== Assignment ==
Using the data below, return all lines in which "BTreeSet" appears.

--- Data records Enclosed Below ---

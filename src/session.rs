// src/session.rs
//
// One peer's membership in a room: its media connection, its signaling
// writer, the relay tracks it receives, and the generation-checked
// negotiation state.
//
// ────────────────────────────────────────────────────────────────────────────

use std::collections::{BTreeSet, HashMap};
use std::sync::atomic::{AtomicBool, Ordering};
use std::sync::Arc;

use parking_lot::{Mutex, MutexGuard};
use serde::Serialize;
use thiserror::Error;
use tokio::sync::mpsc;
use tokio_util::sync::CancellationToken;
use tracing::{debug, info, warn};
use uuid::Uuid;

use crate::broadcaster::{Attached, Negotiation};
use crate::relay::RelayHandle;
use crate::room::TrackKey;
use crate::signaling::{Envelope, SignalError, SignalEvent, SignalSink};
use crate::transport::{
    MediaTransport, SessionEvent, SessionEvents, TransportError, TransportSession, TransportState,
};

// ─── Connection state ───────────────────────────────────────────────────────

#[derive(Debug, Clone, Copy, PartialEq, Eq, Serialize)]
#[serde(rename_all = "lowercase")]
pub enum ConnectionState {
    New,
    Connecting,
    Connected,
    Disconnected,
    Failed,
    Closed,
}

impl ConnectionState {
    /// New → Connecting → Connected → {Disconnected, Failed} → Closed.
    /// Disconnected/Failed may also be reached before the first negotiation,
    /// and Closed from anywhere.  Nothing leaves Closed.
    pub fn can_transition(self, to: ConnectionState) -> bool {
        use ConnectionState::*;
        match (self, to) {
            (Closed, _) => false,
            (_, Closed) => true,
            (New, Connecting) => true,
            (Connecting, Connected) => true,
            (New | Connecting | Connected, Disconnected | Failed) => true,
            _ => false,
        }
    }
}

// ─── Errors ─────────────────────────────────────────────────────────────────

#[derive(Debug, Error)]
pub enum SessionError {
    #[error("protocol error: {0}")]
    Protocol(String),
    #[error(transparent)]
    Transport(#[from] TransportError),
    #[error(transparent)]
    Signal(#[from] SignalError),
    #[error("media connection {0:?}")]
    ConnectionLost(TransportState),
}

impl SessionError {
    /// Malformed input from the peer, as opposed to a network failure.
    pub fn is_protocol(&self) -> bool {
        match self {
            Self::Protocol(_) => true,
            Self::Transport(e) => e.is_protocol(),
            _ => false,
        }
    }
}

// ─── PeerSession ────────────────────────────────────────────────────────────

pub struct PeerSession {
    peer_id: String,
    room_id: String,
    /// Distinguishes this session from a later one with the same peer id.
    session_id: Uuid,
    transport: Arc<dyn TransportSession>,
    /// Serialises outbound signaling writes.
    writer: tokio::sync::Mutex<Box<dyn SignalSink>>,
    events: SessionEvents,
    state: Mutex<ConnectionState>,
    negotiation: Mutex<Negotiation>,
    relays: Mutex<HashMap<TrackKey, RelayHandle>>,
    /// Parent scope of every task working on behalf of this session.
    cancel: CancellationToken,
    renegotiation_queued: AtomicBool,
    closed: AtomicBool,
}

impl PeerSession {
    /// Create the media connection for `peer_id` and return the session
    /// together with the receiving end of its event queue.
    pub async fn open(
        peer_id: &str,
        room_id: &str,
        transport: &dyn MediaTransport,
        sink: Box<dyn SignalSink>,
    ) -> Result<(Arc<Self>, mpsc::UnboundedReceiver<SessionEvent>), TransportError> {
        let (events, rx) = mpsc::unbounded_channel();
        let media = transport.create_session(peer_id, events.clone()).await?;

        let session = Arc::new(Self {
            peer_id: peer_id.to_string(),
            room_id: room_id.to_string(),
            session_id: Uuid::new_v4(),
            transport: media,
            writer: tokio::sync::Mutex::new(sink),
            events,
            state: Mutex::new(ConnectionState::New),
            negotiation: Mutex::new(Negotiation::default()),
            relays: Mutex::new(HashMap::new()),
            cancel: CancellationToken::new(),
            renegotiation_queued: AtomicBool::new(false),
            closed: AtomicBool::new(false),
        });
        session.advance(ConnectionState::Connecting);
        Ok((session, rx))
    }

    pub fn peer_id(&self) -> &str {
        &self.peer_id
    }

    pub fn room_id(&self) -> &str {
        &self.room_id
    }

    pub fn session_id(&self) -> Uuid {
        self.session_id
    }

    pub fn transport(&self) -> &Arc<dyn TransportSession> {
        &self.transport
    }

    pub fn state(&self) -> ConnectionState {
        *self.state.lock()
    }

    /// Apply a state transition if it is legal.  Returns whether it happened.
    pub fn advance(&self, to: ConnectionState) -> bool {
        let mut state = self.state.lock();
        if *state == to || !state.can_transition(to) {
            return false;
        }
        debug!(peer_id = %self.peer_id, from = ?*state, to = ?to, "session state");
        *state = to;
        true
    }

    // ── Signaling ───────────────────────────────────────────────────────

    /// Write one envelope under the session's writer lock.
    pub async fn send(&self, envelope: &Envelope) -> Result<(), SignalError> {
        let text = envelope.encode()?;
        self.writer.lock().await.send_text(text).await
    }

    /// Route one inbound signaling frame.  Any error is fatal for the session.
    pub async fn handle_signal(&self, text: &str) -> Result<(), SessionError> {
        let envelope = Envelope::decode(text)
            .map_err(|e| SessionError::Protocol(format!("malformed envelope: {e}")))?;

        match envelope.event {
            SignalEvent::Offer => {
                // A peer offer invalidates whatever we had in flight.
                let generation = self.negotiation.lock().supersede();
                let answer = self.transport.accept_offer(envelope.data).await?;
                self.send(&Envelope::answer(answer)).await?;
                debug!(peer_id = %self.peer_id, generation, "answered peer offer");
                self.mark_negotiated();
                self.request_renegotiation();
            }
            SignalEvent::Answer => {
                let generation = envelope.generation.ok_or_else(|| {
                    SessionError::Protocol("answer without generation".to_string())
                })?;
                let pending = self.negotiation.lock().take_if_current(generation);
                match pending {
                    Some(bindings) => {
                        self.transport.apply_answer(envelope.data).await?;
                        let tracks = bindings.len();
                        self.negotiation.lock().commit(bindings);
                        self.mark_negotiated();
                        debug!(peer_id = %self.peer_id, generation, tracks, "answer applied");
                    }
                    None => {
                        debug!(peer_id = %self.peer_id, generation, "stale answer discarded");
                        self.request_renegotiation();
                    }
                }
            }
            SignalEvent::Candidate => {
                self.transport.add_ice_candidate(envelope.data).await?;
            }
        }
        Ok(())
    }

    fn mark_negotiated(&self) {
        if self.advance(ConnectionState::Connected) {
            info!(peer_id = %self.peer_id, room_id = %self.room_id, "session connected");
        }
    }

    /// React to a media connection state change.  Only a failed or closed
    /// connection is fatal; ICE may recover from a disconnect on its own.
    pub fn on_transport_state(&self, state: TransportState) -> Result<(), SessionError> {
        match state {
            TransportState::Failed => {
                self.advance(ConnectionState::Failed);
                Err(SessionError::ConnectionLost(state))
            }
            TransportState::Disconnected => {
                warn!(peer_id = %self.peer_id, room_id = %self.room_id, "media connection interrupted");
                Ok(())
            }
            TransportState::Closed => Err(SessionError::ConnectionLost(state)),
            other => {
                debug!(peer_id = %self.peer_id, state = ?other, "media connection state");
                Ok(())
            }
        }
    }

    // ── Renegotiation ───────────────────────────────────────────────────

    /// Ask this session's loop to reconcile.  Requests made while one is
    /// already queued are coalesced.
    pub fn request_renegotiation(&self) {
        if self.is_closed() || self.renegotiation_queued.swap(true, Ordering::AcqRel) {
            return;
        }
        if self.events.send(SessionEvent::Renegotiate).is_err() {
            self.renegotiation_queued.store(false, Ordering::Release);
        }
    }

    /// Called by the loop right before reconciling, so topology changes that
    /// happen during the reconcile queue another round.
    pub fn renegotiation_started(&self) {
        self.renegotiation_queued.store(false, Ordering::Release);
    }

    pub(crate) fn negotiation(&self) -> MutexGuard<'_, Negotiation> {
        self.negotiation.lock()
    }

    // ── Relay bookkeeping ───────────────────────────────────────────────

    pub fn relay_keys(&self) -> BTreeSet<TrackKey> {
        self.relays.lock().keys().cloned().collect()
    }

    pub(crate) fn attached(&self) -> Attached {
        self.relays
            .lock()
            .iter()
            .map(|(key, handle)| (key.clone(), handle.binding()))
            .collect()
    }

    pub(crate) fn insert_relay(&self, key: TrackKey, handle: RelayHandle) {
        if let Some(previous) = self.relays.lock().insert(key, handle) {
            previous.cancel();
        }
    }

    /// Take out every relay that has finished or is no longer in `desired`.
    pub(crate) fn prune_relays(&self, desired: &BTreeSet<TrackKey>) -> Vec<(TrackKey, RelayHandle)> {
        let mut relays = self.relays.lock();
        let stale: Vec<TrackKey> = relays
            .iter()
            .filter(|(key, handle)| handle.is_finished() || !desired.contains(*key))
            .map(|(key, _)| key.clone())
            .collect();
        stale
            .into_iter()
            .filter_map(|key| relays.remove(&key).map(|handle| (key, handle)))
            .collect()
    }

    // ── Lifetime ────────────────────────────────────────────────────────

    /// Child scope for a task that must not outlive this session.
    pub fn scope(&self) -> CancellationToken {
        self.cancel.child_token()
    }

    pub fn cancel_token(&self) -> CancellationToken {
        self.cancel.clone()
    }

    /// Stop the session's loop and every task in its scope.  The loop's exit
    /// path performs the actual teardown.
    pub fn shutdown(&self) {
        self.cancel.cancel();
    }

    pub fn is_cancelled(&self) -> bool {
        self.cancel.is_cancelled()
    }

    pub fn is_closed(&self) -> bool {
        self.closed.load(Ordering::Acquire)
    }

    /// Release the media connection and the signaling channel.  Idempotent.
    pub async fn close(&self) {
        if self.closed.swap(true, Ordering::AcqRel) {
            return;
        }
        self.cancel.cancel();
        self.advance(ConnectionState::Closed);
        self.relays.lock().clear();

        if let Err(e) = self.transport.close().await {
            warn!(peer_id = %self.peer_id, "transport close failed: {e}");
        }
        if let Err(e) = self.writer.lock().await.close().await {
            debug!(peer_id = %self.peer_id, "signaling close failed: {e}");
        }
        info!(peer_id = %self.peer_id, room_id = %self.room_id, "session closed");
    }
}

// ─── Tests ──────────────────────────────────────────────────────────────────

--- End of Enclosed Data records ---
--- Data records Enclosed Below ---

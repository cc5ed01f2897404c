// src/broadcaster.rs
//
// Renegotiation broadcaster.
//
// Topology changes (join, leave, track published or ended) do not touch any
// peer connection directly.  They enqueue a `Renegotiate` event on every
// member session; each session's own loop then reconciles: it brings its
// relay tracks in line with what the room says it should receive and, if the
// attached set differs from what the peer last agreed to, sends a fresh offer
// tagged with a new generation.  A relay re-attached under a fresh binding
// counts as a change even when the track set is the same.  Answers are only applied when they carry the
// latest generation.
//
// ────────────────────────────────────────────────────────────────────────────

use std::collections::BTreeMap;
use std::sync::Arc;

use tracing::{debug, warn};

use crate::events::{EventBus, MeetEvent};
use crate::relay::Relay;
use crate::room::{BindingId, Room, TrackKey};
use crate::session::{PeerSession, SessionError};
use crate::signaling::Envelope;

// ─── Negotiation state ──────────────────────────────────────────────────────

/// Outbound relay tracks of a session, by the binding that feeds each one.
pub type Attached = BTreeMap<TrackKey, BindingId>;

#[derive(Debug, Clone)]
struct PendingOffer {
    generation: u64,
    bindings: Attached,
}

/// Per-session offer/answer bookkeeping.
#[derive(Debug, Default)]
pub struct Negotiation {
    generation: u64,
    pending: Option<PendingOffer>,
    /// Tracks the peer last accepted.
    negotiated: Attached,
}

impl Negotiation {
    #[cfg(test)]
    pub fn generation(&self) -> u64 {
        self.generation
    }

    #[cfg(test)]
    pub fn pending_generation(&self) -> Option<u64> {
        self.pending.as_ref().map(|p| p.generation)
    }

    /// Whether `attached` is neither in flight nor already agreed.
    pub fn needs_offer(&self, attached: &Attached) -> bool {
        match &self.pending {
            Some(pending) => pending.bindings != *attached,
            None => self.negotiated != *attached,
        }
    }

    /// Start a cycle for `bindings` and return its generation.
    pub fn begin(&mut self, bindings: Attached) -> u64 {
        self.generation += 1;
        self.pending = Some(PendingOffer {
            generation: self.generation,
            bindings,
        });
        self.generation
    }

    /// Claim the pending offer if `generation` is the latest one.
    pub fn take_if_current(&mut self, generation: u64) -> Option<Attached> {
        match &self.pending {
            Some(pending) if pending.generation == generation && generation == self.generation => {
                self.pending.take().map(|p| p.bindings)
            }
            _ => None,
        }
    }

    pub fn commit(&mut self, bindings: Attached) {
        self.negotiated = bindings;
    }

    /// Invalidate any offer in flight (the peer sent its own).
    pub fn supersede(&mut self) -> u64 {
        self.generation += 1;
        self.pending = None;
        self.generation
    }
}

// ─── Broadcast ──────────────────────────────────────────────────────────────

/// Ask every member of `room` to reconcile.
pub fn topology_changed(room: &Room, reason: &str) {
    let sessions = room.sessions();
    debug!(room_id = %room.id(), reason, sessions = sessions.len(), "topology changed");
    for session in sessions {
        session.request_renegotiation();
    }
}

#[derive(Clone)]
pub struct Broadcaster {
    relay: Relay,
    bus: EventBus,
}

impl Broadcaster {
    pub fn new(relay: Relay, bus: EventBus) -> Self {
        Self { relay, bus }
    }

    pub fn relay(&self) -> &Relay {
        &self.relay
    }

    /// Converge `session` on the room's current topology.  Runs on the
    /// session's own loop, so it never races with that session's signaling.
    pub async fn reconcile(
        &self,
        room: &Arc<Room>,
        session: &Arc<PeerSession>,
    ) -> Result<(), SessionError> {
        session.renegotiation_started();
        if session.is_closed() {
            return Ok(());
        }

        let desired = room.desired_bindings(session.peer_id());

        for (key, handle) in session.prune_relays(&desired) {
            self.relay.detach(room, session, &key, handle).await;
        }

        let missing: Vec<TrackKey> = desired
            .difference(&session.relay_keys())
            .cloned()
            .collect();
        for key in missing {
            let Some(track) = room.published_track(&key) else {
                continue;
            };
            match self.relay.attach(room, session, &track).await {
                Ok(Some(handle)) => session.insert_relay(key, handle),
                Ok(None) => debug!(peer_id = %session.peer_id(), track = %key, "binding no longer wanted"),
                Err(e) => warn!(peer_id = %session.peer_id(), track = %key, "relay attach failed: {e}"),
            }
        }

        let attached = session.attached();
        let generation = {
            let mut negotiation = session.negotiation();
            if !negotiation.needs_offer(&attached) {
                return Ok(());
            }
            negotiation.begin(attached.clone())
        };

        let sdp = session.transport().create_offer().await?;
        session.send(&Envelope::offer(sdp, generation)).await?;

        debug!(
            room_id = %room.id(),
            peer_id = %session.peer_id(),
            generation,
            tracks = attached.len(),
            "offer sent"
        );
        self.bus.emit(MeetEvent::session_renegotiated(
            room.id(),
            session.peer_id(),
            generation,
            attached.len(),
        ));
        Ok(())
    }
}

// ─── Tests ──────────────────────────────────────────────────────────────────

--- End of Enclosed Data records ---

== Solution ==
use std::collections::{BTreeSet, HashMap};
    pub fn relay_keys(&self) -> BTreeSet<TrackKey> {
    pub(crate) fn prune_relays(&self, desired: &BTreeSet<TrackKey>) -> Vec<(TrackKey, RelayHandle)> {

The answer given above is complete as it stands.